Shane Monahan
- Born: 28 April 1987 (age 38) Drogheda, Ireland
- Height: 1.88 m (6 ft 2 in)
- Weight: 103 kg (16.2 st; 227 lb)

Rugby union career
- Position(s): Wing, Centre

Senior career
- Years: Team / Apps / (Points)
- 2009–2010: Leinster / 1 / (0)
- 2010–2011: Connacht / 4 / (0)
- 2011–2012: Rotherham / 26 / (55)
- 2012–2015: Gloucester / 34 / (65)
- 2015: Munster / 3 / (0)
- Correct as of 18 October 2015

International career
- Years: Team / Apps / (Points)
- 2007: Ireland U20 / 5 / (5)
- Correct as of 10 February 2015

= Shane Monahan (rugby union) =

Rugby player

Shane Monahan (born 28 April 1987) is an Irish professional rugby union player.

Monahan previous played for Leinster as an academy player and for Connacht in Ireland. He then played for the English side Rotherham Titans in the RFU Championship, where he became a stand out performer, scoring eleven tries in the 2011–12 season as they finished seventh in the table.

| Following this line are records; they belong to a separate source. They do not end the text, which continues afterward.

//! Failures talking to an upstream provider.

use std::io;

use thiserror::Error;

/// Everything [`SmtpClient`](super::SmtpClient) can fail with. Codes the
/// provider sent are kept, so the relay can tell a deferral from a refusal.
#[derive(Error, Debug)]
pub enum ClientError {
    #[error("IO error: {0}")]
    Io(#[from] io::Error),

    /// The provider sent something that is not an SMTP reply.
    #[error("Failed to parse SMTP response: {0}")]
    ParseError(String),

    /// A well-formed reply the current step cannot continue from.
    #[error("Unexpected SMTP status code: {code} - {message}")]
    UnexpectedResponse { code: u16, message: String },

    /// A 4xx or 5xx reply.
    #[error("SMTP error: {code} - {message}")]
    SmtpError { code: u16, message: String },

    /// STARTTLS or implicit TLS could not be set up.
    #[error("TLS error: {0}")]
    TlsError(String),

    #[error("Connection closed unexpectedly")]
    ConnectionClosed,
}

pub type Result<T> = std::result::Result<T, ClientError>;
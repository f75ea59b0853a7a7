//! I/O - external interfaces
//!
//! - `source` - Serial, stdin and child-process line sources
//! - `store` - Document store backends (REST, MQTT, in-memory)
//! - `publisher` - Bounded publish queue and store writer
//! - `dataset` - CSV recording of published snapshots
//! - `prometheus` - Metrics HTTP endpoint

pub mod dataset;
pub mod prometheus;
pub mod publisher;
pub mod source;
pub mod store;

// Re-export commonly used types
pub use publisher::{PublishError, PublishQueue, PublishWorker, Publisher};
pub use source::LineSource;
pub use store::{DocumentStore, StoreError};
#[derive(Debug, Clone, Copy, PartialEq, Eq, Deserialize)]
#[serde(rename_all = "snake_case")]
pub enum BackpressurePolicy {
    DropOldest,
    Block,
}

/// What the publish queue does when full
#[derive(Debug, Clone, Copy, PartialEq, Eq)]
pub enum Backpressure {
    /// Evict the oldest queued write to make room
    DropOldest,
    /// Wait up to `timeout` for room, then drop the new write
    Block { timeout: Duration },
}

#[derive(Debug, Clone, Deserialize)]
#[serde(default)]
pub struct PublishConfig {
    pub queue_capacity: usize,
    pub backpressure: BackpressurePolicy,
    pub block_timeout_ms: u64,
    pub max_retries: u32,
    pub retry_backoff_ms: u64,
}

impl Default for PublishConfig {
    fn default() -> Self {
        Self {
            queue_capacity: 256,
            backpressure: BackpressurePolicy::DropOldest,
            block_timeout_ms: 250,
            max_retries: 3,
            retry_backoff_ms: 500,
        }
    }
}

#[derive(Debug, Clone, Deserialize)]
#[serde(default)]
pub struct MetricsConfig {
    pub interval_secs: u64,
    /// Prometheus metrics HTTP port (0 to disable)
    pub prometheus_port: u16,
}

impl Default for MetricsConfig {
    fn default() -> Self {
        Self { interval_secs: 30, prometheus_port: 9100 }
    }
}

#[derive(Debug, Clone, Deserialize, Default)]
pub struct DatasetConfig {
    /// CSV file that snapshots are appended to (disabled when absent)
    #[serde(default)]
    pub file: Option<String>,
}

/// Room metadata seeded by the store-reset tool
#[derive(Debug, Clone, PartialEq, Deserialize)]
pub struct RoomConfig {
    pub id: String,
    pub name: String,
    #[serde(default)]
    pub building: String,
    #[serde(default)]
    pub capacity: u32,
    #[serde(default)]
    pub floor: i32,
    #[serde(rename = "type", default)]
    pub room_type: String,
    #[serde(default)]
    pub lat: Option<f64>,
    #[serde(default)]
    pub lng: Option<f64>,
}

#[derive(Debug, Clone, Deserialize)]
pub struct SiteConfig {
    #[serde(default = "default_site_id")]
    pub id: String,
}

impl Default for SiteConfig {
    fn default() -> Self {
        Self { id: default_site_id() }
    }
}

fn default_site_id() -> String {
    "campus".to_string()
}

#[derive(Debug, Clone, Deserialize)]
pub struct TomlConfig {
    #[serde(default)]
    pub site: SiteConfig,
    #[serde(default)]
    pub doorways: Vec<DoorwayConfig>,
    #[serde(default)]
    pub crossing: CrossingConfig,
    #[serde(default)]
    pub aggregation: AggregationConfig,
    #[serde(default)]
    pub scorer: ScorerConfig,
    #[serde(default)]
    pub store: StoreConfig,
    #[serde(default)]
    pub publish: PublishConfig,
    #[serde(default)]
    pub metrics: MetricsConfig,
    #[serde(default)]
    pub dataset: DatasetConfig,
    #[serde(default)]
    pub rooms: Vec<RoomConfig>,
}
//! Crowdiness scoring
//!
//! Maps aggregated features to an index in [0, 1]. The strategy is fixed at
//! construction; the pipeline only sees `CrowdinessEstimator::score`.

use crate::domain::types::AggregatedFeatures;
use crate::infra::config::{Config, ConfigError, ScorerStrategy};
use crate::services::model::RegressionModel;
use tracing::info;

/// One way of turning features into a crowdiness value
pub trait OccupancyScorer: Send + Sync {
    /// Raw score; the estimator clamps it
    fn score(&self, features: &AggregatedFeatures) -> f64;

    fn name(&self) -> &'static str;
}

/// Expected sensor ranges used to normalize raw readings
#[derive(Debug, Clone, Copy, PartialEq)]
pub struct NormalizationRanges {
    pub sound_min_db: f64,
    pub sound_max_db: f64,
    pub co2_min_ppm: f64,
    pub co2_max_ppm: f64,
}

impl Default for NormalizationRanges {
    fn default() -> Self {
        Self { sound_min_db: 30.0, sound_max_db: 75.0, co2_min_ppm: 400.0, co2_max_ppm: 1200.0 }
    }
}

#[derive(Debug, Clone, Copy, PartialEq)]
pub struct ScoreWeights {
    pub motion: f64,
    pub sound: f64,
    pub co2: f64,
}

impl Default for ScoreWeights {
    fn default() -> Self {
        Self { motion: 0.4, sound: 0.3, co2: 0.3 }
    }
}

/// Clamp into [0, 1]; NaN maps to 0
#[inline]
pub fn clamp_unit(value: f64) -> f64 {
    if value.is_nan() {
        0.0
    } else {
        value.clamp(0.0, 1.0)
    }
}

/// Linear rescale of `value` from [min, max] into [0, 1], clamped
#[inline]
pub fn normalize(value: f64, min: f64, max: f64) -> f64 {
    clamp_unit((value - min) / (max - min))
}

/// Fixed weighted sum of normalized features
#[derive(Debug, Clone)]
pub struct WeightedScorer {
    ranges: NormalizationRanges,
    weights: ScoreWeights,
}

impl WeightedScorer {
    pub fn new(ranges: NormalizationRanges, weights: ScoreWeights) -> Self {
        Self { ranges, weights }
    }
}

impl Default for WeightedScorer {
    fn default() -> Self {
        Self::new(NormalizationRanges::default(), ScoreWeights::default())
    }
}

impl OccupancyScorer for WeightedScorer {
    fn score(&self, f: &AggregatedFeatures) -> f64 {
        let motion = clamp_unit(f.motion_rate);
        let sound = normalize(f.avg_sound, self.ranges.sound_min_db, self.ranges.sound_max_db);
        let co2 = normalize(f.avg_co2, self.ranges.co2_min_ppm, self.ranges.co2_max_ppm);

        self.weights.motion * motion + self.weights.sound * sound + self.weights.co2 * co2
    }

    fn name(&self) -> &'static str {
        "weighted"
    }
}

/// Delegates to an externally trained regression model
#[derive(Debug, Clone)]
pub struct ModelScorer {
    model: RegressionModel,
}

impl ModelScorer {
    pub fn new(model: RegressionModel) -> Self {
        Self { model }
    }
}

impl OccupancyScorer for ModelScorer {
    fn score(&self, features: &AggregatedFeatures) -> f64 {
        self.model.predict(features)
    }

    fn name(&self) -> &'static str {
        "model"
    }
}

/// Strategy-agnostic scorer handed to every doorway pipeline
pub struct CrowdinessEstimator {
    inner: Box<dyn OccupancyScorer>,
}

impl CrowdinessEstimator {
    pub fn new(inner: Box<dyn OccupancyScorer>) -> Self {
        Self { inner }
    }

    /// Build the configured strategy, loading the model artifact if needed
    pub fn from_config(config: &Config) -> Result<Self, ConfigError> {
        let inner: Box<dyn OccupancyScorer> = match config.scorer_strategy() {
            ScorerStrategy::Weighted => {
                Box::new(WeightedScorer::new(config.normalization_ranges(), config.score_weights()))
            }
            ScorerStrategy::Model => {
                let path = config.model_path().ok_or_else(|| ConfigError::Invalid {
                    field: "scorer.model_path",
                    reason: "required when strategy = \"model\"".to_string(),
                })?;
                let model = RegressionModel::from_file(path)
                    .map_err(|source| ConfigError::Model { path: path.to_string(), source })?;
                info!(path = %path, kind = %model.kind(), "model_loaded");
                Box::new(ModelScorer::new(model))
            }
        };
        Ok(Self { inner })
    }

    /// Crowdiness in [0, 1] whatever the strategy returns
    pub fn score(&self, features: &AggregatedFeatures) -> f64 {
        clamp_unit(self.inner.score(features))
    }

    pub fn strategy(&self) -> &'static str {
        self.inner.name()
    }
}
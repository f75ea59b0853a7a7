//! Raw sensor line sources
//!
//! A doorway reads newline-terminated text from one of:
//! - a serial port (microcontroller at 9600 baud by default)
//! - this process's stdin
//! - the stdout of a spawned command (e.g. the sensor simulator)
//!
//! Bytes are decoded lossily so a burst of line noise yields one unparseable
//! line instead of ending the stream.

use crate::infra::config::SourceConfig;
use std::io;
use std::process::Stdio;
use std::time::Duration;
use tokio::io::{AsyncBufReadExt, AsyncRead, BufReader};
use tokio::process::{Child, Command};
use tokio_serial::SerialPortBuilderExt;
use tracing::info;

/// Longest line kept; anything longer is truncated before parsing
const MAX_LINE_BYTES: usize = 1024;

type BoxedReader = Box<dyn AsyncRead + Send + Unpin>;

pub struct LineSource {
    reader: BufReader<BoxedReader>,
    buf: Vec<u8>,
    // Held so the child is killed when the source is dropped
    _child: Option<Child>,
    label: String,
}

impl LineSource {
    /// Wrap any async reader
    pub fn from_reader<R>(reader: R, label: impl Into<String>) -> Self
    where
        R: AsyncRead + Send + Unpin + 'static,
    {
        Self {
            reader: BufReader::new(Box::new(reader) as BoxedReader),
            buf: Vec::with_capacity(MAX_LINE_BYTES),
            _child: None,
            label: label.into(),
        }
    }

    /// Open the configured source
    pub fn open(config: &SourceConfig) -> io::Result<Self> {
        match config {
            SourceConfig::Serial { device, baud, .. } => {
                let port = tokio_serial::new(device, *baud)
                    .timeout(Duration::from_millis(100))
                    .open_native_async()
                    .map_err(io::Error::from)?;
                info!(device = %device, baud = %baud, "source_serial_opened");
                Ok(Self::from_reader(port, format!("serial:{device}")))
            }
            SourceConfig::Stdin => {
                info!("source_stdin_opened");
                Ok(Self::from_reader(tokio::io::stdin(), "stdin"))
            }
            SourceConfig::Command { program, args } => {
                let mut child = Command::new(program)
                    .args(args)
                    .stdin(Stdio::null())
                    .stdout(Stdio::piped())
                    .kill_on_drop(true)
                    .spawn()?;
                let stdout = child.stdout.take().ok_or_else(|| {
                    io::Error::new(io::ErrorKind::BrokenPipe, "child stdout not captured")
                })?;
                info!(program = %program, args = ?args, pid = ?child.id(), "source_command_spawned");
                let mut source = Self::from_reader(stdout, format!("command:{program}"));
                source._child = Some(child);
                Ok(source)
            }
        }
    }

    pub fn label(&self) -> &str {
        &self.label
    }

    /// Next line without its terminator, `None` at end of stream
    ///
    /// At most `MAX_LINE_BYTES` of a line are kept; the rest is skipped up to
    /// the next newline. Cancel safe: bytes are consumed from the reader only
    /// after they are copied into `buf`, which survives to the next call.
    pub async fn next_line(&mut self) -> io::Result<Option<String>> {
        loop {
            let available = self.reader.fill_buf().await?;
            if available.is_empty() {
                if self.buf.is_empty() {
                    return Ok(None);
                }
                return Ok(Some(self.take_line()));
            }

            let newline = available.iter().position(|&b| b == b'\n');
            let chunk = &available[..newline.unwrap_or(available.len())];
            let room = MAX_LINE_BYTES - self.buf.len();
            self.buf.extend_from_slice(&chunk[..chunk.len().min(room)]);

            let used = chunk.len() + usize::from(newline.is_some());
            self.reader.consume(used);
            if newline.is_some() {
                return Ok(Some(self.take_line()));
            }
        }
    }

    fn take_line(&mut self) -> String {
        let mut end = self.buf.len();
        while end > 0 && self.buf[end - 1] == b'\r' {
            end -= 1;
        }
        let line = String::from_utf8_lossy(&self.buf[..end]).into_owned();
        self.buf.clear();
        line
    }
}

/// Whether a source should be reopened after it ends
pub fn reconnect_delay(config: &SourceConfig) -> Option<Duration> {
    match config {
        SourceConfig::Serial { reconnect_delay_ms, .. } => {
            Some(Duration::from_millis(*reconnect_delay_ms))
        }
        SourceConfig::Stdin | SourceConfig::Command { .. } => None,
    }
}

#[cfg(test)]
mod tests {
    use super::*;
    use tokio::io::AsyncWriteExt;

    #[tokio::test]
    async fn test_lines_are_split_and_trimmed() {
        let data: &[u8] = b"A:1;B:0\r\nM:1;S:50;C:700\nA:0;B:1";
        let mut source = LineSource::from_reader(data, "test");

        assert_eq!(source.next_line().await.unwrap().as_deref(), Some("A:1;B:0"));
        assert_eq!(source.next_line().await.unwrap().as_deref(), Some("M:1;S:50;C:700"));
        // Final line without terminator still counts
        assert_eq!(source.next_line().await.unwrap().as_deref(), Some("A:0;B:1"));
        assert_eq!(source.next_line().await.unwrap(), None);
    }

    #[tokio::test]
    async fn test_invalid_utf8_does_not_end_stream() {
        let data: &[u8] = b"\xff\xfe\n A:1;B:1\n";
        let mut source = LineSource::from_reader(data, "test");

        let garbage = source.next_line().await.unwrap().unwrap();
        assert!(garbage.contains('\u{FFFD}'));
        assert_eq!(source.next_line().await.unwrap().as_deref(), Some(" A:1;B:1"));
    }

    #[tokio::test]
    async fn test_blank_lines_are_returned_empty() {
        let data: &[u8] = b"\n\nA:1;B:0\n";
        let mut source = LineSource::from_reader(data, "test");
        assert_eq!(source.next_line().await.unwrap().as_deref(), Some(""));
        assert_eq!(source.next_line().await.unwrap().as_deref(), Some(""));
        assert_eq!(source.next_line().await.unwrap().as_deref(), Some("A:1;B:0"));
    }

    #[tokio::test]
    async fn test_oversized_line_is_truncated_without_growing_buffer() {
        let mut data = vec![b'x'; 1536 * 1024];
        data.extend_from_slice(b"\r\nA:1;B:0\n");
        let mut source = LineSource::from_reader(std::io::Cursor::new(data), "test");

        let long = source.next_line().await.unwrap().unwrap();
        assert_eq!(long.len(), MAX_LINE_BYTES);
        assert!(source.buf.capacity() <= MAX_LINE_BYTES);

        assert_eq!(source.next_line().await.unwrap().as_deref(), Some("A:1;B:0"));
        assert_eq!(source.next_line().await.unwrap(), None);
        assert!(source.buf.capacity() <= MAX_LINE_BYTES);
    }

    #[tokio::test]
    async fn test_partial_line_survives_cancelled_read() {
        let (mut tx, rx) = tokio::io::duplex(64);
        let mut source = LineSource::from_reader(rx, "test");

        tx.write_all(b"A:1;").await.unwrap();
        let pending = tokio::time::timeout(Duration::from_millis(20), source.next_line()).await;
        assert!(pending.is_err());

        tx.write_all(b"B:0\n").await.unwrap();
        assert_eq!(source.next_line().await.unwrap().as_deref(), Some("A:1;B:0"));
    }

    #[test]
    fn test_only_serial_reconnects() {
        let serial = SourceConfig::Serial {
            device: "/dev/ttyUSB0".to_string(),
            baud: 9600,
            reconnect_delay_ms: 1500,
        };
        assert_eq!(reconnect_delay(&serial), Some(Duration::from_millis(1500)));
        assert_eq!(reconnect_delay(&SourceConfig::Stdin), None);
    }

    #[cfg(unix)]
    #[tokio::test]
    async fn test_command_source_reads_child_stdout() {
        let config = SourceConfig::Command {
            program: "printf".to_string(),
            args: vec!["A:1;B:0\\nA:0;B:1\\n".to_string()],
        };
        let mut source = LineSource::open(&config).unwrap();
        assert_eq!(source.label(), "command:printf");
        assert_eq!(source.next_line().await.unwrap().as_deref(), Some("A:1;B:0"));
        assert_eq!(source.next_line().await.unwrap().as_deref(), Some("A:0;B:1"));
        assert_eq!(source.next_line().await.unwrap(), None);
    }
}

Monahan signed a one-year deal to join Aviva Premiership side Gloucester for the 2012–13 season. His first highlight was scoring four tries in the Amlin Challenge Cup victory over London Irish. On 2 April 2013, it was announced that Monahan had signed a two-year contract extension to keep him at Gloucester until the end of the 2014–15 season.

On 13 August 2015, it was announced that Irish Pro12 side Munster had signed Monahan on a short-term contract as cover during the 2015 Rugby World Cup. He made his debut for Munster on 5 September 2015, starting against Treviso. Monahan left Munster in November 2015, upon the conclusion of his contract.